General characteristics
- Tonnage: 42,800 GT; 7,920 DWT;
- Length: 200.2 m (656 ft 10 in)
- Beam: 29 m (95 ft 2 in)
- Draught: 6.2 m (20 ft 4 in)
- Propulsion: 4 × MAN B&W 8L48/60 diesel engines, 28,960 kW (38,840 hp) 2 shafts
- Speed: 21 knots (39 km/h; 24 mph)
- Capacity: 600 passengers; 3,295 lane meters; 1,110 rail lane meters;

= MS Skåne =

Swedish passenger ferry

MS Skane (Skåne) is a Swedish passenger ferry in operation between Trelleborg in Scania, Sweden and Rostock in Mecklenburg, Germany. The world's largest multi-purpose ro-ro/train ferry, it is owned by the Stena Line, and operated by Scandlines. The ship was built in 1997-98 by Astilleros Españoles of Spain. It is named for the southern Swedish province of Skåne, called "Scania" in English.

==Ship details==
Skane was built at the Astilleros Españoles shipyard in Puerto Real, Spain, and launched on 9 August 1997. The 42,800 gross ton ship is 200.2 m long, 29 m abeam, and has a draught of 6.2 m.
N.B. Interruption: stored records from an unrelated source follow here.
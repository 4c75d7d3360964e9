//! System prompt for vision-model page transcription.
//!
//! The vision backend is only a recogniser: it must return the page text as
//! faithfully as a classical OCR engine would, laid out so that the
//! normaliser and extractor can read it. Field extraction stays in Rust.
//!
//! Callers can override the prompt via
//! [`crate::config::ExtractionConfig::system_prompt`].

/// Default transcription prompt for one statement page.
pub const DEFAULT_SYSTEM_PROMPT: &str = r#"You are a precise OCR engine for bank and custody statements. Transcribe the page image into plain text.

Follow these rules precisely:

1. TEXT PRESERVATION
   - Transcribe ALL visible text in reading order
   - Copy numbers, ISINs, dates and currency codes exactly as printed
   - Do NOT reformat numbers: keep the original thousands and decimal separators
   - Do NOT correct, round, translate or infer values that are not printed

2. TABLES
   - Write each table row on ONE line, cells separated by single spaces
   - Keep the column order of the printed table
   - Do NOT draw table borders, pipes or alignment markers
   - Skip column headers only if they are illegible

3. LABELS
   - Keep labels next to their values on the same line
     (e.g. "Total Portfolio Value 1,234,567.89 USD")

4. OUTPUT FORMAT
   - Output ONLY the transcribed text
   - No Markdown, no code fences, no commentary
   - If the page is blank, output nothing"#;

#[cfg(test)]
mod tests {
    use super::*;

    #[test]
    fn prompt_forbids_reformatting_numbers() {
        assert!(DEFAULT_SYSTEM_PROMPT.contains("Do NOT reformat numbers"));
        assert!(DEFAULT_SYSTEM_PROMPT.contains("ONE line"));
    }
}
She is powered by four MAN B&W 8L48/60 diesel engines, providing a total of 28,960 kW, giving a service speed of 21 kn. The ship has 3,295 lane meters for road vehicles and another 1,110 lane meters for rolling stock, which give it a capacity of up to 2,630 tonnes of road vehicles and 3,330 tonnes of railway stock. It has accommodation for up to 600 passengers in 150 cabins. Delivered on 22 June 1998, she currently sails between Sweden and Germany. MS Skåne is designed by Naval Architect Knud E. Hansen A/S in Denmark.